What opportunities does trading in a Prop firm open up

Editor-in-Chief

Answers to popular questions

In proprietary trading, the key requirement is your ability to manage risk. This doesn’t mean you can’t have losing trades – everyone does. But you must be able to size your positions so that, in the case of a stop-loss, your losses don’t exceed the limits set by the company. You also need a strategy that consistently produces a positive result.

The lower the cost of the challenge you choose, the smaller the balance of the funded account will be. Challenge prices range from $25 to $2,000. Accordingly, you may get access to capital ranging from $2,000 to $500,000. A more expensive challenge gives access to greater capital – and usually, the higher the price, the more favorable the funding ratio becomes.

Recently, more prop companies have started offering additional features known as add-ons. These make passing the challenge easier or provide financial advantages. It’s also worth closely following all promotions, as they can significantly improve the terms of purchasing a challenge.

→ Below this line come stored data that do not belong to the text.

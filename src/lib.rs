//! # prompt-gateway
//!
//! A keyword-routed gateway in front of several AI providers.
//!
//! ## Architecture
//!
//! ```text
//! Prompt → classify(RuleTable) → select(HealthSnapshot) → ProviderCapability → DispatchResult
//! ```
//!
//! The rule table is loaded once from the gateway TOML document and swapped
//! atomically on reload. Health is an externally refreshed snapshot. The only
//! suspending step is the provider call made by the [`dispatch`] facade.

// ── Lint policy ───────────────────────────────────────────────────────────
#![deny(clippy::unwrap_used)]
#![deny(clippy::expect_used)]
#![deny(clippy::panic)]
#![deny(clippy::todo)]
#![warn(missing_docs)]

use serde::{Deserialize, Serialize};
use thiserror::Error;
use tracing_subscriber::EnvFilter;

pub mod augment;
pub mod config;
pub mod dispatch;
pub mod health;
pub mod metrics;
pub mod provider;
pub mod routing;
pub mod store;

#[cfg(feature = "web-api")]
pub mod web_api;

// Re-exports for convenience
pub use config::validation::ConfigError;
pub use dispatch::{DispatchError, DispatchFacade, DispatchResult, ResultKind};
pub use provider::{
    GenerationParams, ProviderCapability, ProviderError, ProviderErrorKind, ProviderRegistry,
};
pub use routing::{
    classify, select, Candidate, NoProviderAvailable, ProviderId, RoutingDecision, RuleTable,
    RuleTableHandle, SelectedTarget,
};

/// Initialise the global tracing subscriber.
///
/// Reads the `LOG_FORMAT` environment variable to choose output format:
/// - `"json"` — structured JSON output for log aggregators
/// - anything else (including unset) — human-readable pretty output
///
/// Filter level is controlled by `RUST_LOG` (e.g. `RUST_LOG=info`).
///
/// # Errors
///
/// Returns [`GatewayError::Other`] if the global subscriber has already
/// been set (e.g. by a previous call or a test harness).
///
/// # Example
///
/// ```no_run
/// # use prompt_gateway::{init_tracing, GatewayError};
/// # fn example() -> Result<(), GatewayError> {
/// init_tracing()?;
/// # Ok(()) }
/// ```
pub fn init_tracing() -> Result<(), GatewayError> {
    let format = std::env::var("LOG_FORMAT").unwrap_or_else(|_| "pretty".to_string());
    let filter = EnvFilter::try_from_default_env().unwrap_or_else(|_| EnvFilter::new("info"));

    let result = match format.as_str() {
        "json" => tracing_subscriber::fmt()
            .json()
            .with_env_filter(filter)
            .with_current_span(true)
            .try_init(),
        _ => tracing_subscriber::fmt()
            .pretty()
            .with_env_filter(filter)
            .try_init(),
    };

    result.map_err(|e| GatewayError::Other(format!("tracing init failed: {e}")))
}

/// Top-level gateway errors.
///
/// Module errors convert into this type with `?` so the binary can treat
/// every failure uniformly at its edge.
#[derive(Error, Debug)]
pub enum GatewayError {
    /// The gateway document or environment is invalid.
    #[error(transparent)]
    Config(#[from] ConfigError),

    /// A prompt could not be dispatched.
    #[error(transparent)]
    Dispatch(#[from] DispatchError),

    /// The session store backend failed.
    #[error(transparent)]
    Store(#[from] store::StoreError),

    /// Binding or serving the HTTP listener failed.
    #[error("server error: {0}")]
    Server(#[from] std::io::Error),

    /// Catch-all for errors that do not fit a specific variant.
    #[error("{0}")]
    Other(String),
}

/// Caller-supplied explicit provider selection.
///
/// When present on a [`Prompt`], keyword classification is skipped and the
/// named provider becomes the sole candidate.
#[derive(Debug, Clone, PartialEq, Eq, Serialize, Deserialize)]
pub struct PromptOverride {
    /// Provider to route to.
    pub provider: ProviderId,
    /// Model at that provider. `None` uses the rule table's default model.
    #[serde(default)]
    pub model: Option<String>,
}

impl PromptOverride {
    /// Override to `provider` with its default model.
    pub fn provider(provider: ProviderId) -> Self {
        Self {
            provider,
            model: None,
        }
    }

    /// Override to an explicit `(provider, model)` pair.
    pub fn target(provider: ProviderId, model: impl Into<String>) -> Self {
        Self {
            provider,
            model: Some(model.into()),
        }
    }
}

/// Immutable input to one dispatch.
#[derive(Debug, Clone, PartialEq, Default)]
pub struct Prompt {
    /// Raw prompt text as supplied by the caller.
    pub text: String,
    /// Explicit provider selection that bypasses classification.
    pub override_target: Option<PromptOverride>,
    /// Generation parameters forwarded to the provider.
    pub params: GenerationParams,
    /// Session whose transcript should record this exchange.
    pub session_id: Option<String>,
    /// Regenerate from this transcript position, dropping later messages.
    pub edit_index: Option<usize>,
}

impl Prompt {
    /// Create a prompt with default parameters and no override.
    pub fn new(text: impl Into<String>) -> Self {
        Self {
            text: text.into(),
            ..Self::default()
        }
    }

    /// Route this prompt to an explicit target instead of classifying it.
    pub fn with_override(mut self, target: PromptOverride) -> Self {
        self.override_target = Some(target);
        self
    }

    /// Replace the generation parameters.
    pub fn with_params(mut self, params: GenerationParams) -> Self {
        self.params = params;
        self
    }

    /// Mark this prompt as an image-generation request.
    pub fn as_image(mut self) -> Self {
        self.params.image = true;
        self
    }

    /// Attach a session identifier.
    pub fn with_session(mut self, session_id: impl Into<String>) -> Self {
        self.session_id = Some(session_id.into());
        self
    }

    /// Continue the session from message `index` instead of its end.
    pub fn with_edit_index(mut self, index: usize) -> Self {
        self.edit_index = Some(index);
        self
    }
}
//! Web API Server
//!
//! Thin HTTP surface over the [`DispatchFacade`]. Handlers parse and validate
//! requests, call the facade, and translate every error kind to a fixed
//! status code with a `{error_kind, message, detail}` JSON body.
//!
//! ## Endpoints
//!
//! - `POST /v1/generate` — Route and dispatch one prompt
//! - `GET  /v1/search` — Search passthrough
//! - `GET  /v1/sessions/{session_id}` — Stored transcript
//! - `GET  /health` — Liveness
//! - `GET  /metrics` — Prometheus metrics

use axum::{
    body::Body,
    extract::{rejection::JsonRejection, DefaultBodyLimit, Path, Query, State},
    http::{header, HeaderMap, HeaderName, HeaderValue, Method, Request, StatusCode},
    middleware::{self, Next},
    response::{IntoResponse, Response},
    routing::{get, post},
    Json, Router,
};
use serde::{Deserialize, Serialize};
use std::sync::Arc;
use tokio_util::sync::CancellationToken;
use tower_http::cors::{AllowOrigin, Any, CorsLayer};
use tracing::{info, warn};
use uuid::Uuid;

use crate::config::ServerConfig;
use crate::dispatch::{DispatchError, DispatchFacade, DispatchResult};
use crate::provider::{GenerationParams, SearchError, SearchQuery, SearchResult};
use crate::routing::ProviderId;
use crate::store::{Message, SessionStore, StoreError};
use crate::{GatewayError, Prompt, PromptOverride};

/// Header carrying the session id on `POST /v1/generate`.
pub const SESSION_HEADER: &str = "session-id";

const REQUEST_ID_HEADER: &str = "x-request-id";
const MAX_SEARCH_LIMIT: usize = 20;
const DEFAULT_SEARCH_LIMIT: usize = 5;

// ============================================================================
// Types
// ============================================================================

/// Shared application state available to all handlers.
#[derive(Debug, Clone)]
pub struct AppState {
    facade: Arc<DispatchFacade>,
    server: ServerConfig,
}

impl AppState {
    /// State serving `facade` with the `[server]` settings.
    pub fn new(facade: Arc<DispatchFacade>, server: ServerConfig) -> Self {
        Self { facade, server }
    }

    /// The dispatch facade.
    pub fn facade(&self) -> &Arc<DispatchFacade> {
        &self.facade
    }
}

/// Provider selection in a generate request.
///
/// Accepts `"auto"`, a bare provider name, or `{provider, model?}`.
#[derive(Debug, Clone, PartialEq, Eq, Deserialize)]
#[serde(untagged)]
pub enum OverrideChoice {
    /// `"auto"` or a provider name.
    Name(String),
    /// Explicit provider with an optional model.
    Target {
        /// Provider name.
        provider: String,
        /// Model; the provider default when absent.
        #[serde(default)]
        model: Option<String>,
    },
}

If the challenge consists of one phase, traders usually complete it within 2 to 4 weeks. A two-phase challenge takes longer – sometimes up to 6 weeks. But if the company doesn’t impose a time limit, you can take as long as you need. Just don’t forget about inactivity periods, which could result in your account being closed.

No one can forbid you from working with any number of funded accounts or from taking several challenges at once. You just need to assess your own capacity and attention span. If you spread yourself too thin over multiple challenges, you risk getting confused by the terms. It’s recommended to complete them one by one – your chances of success will be much higher that way.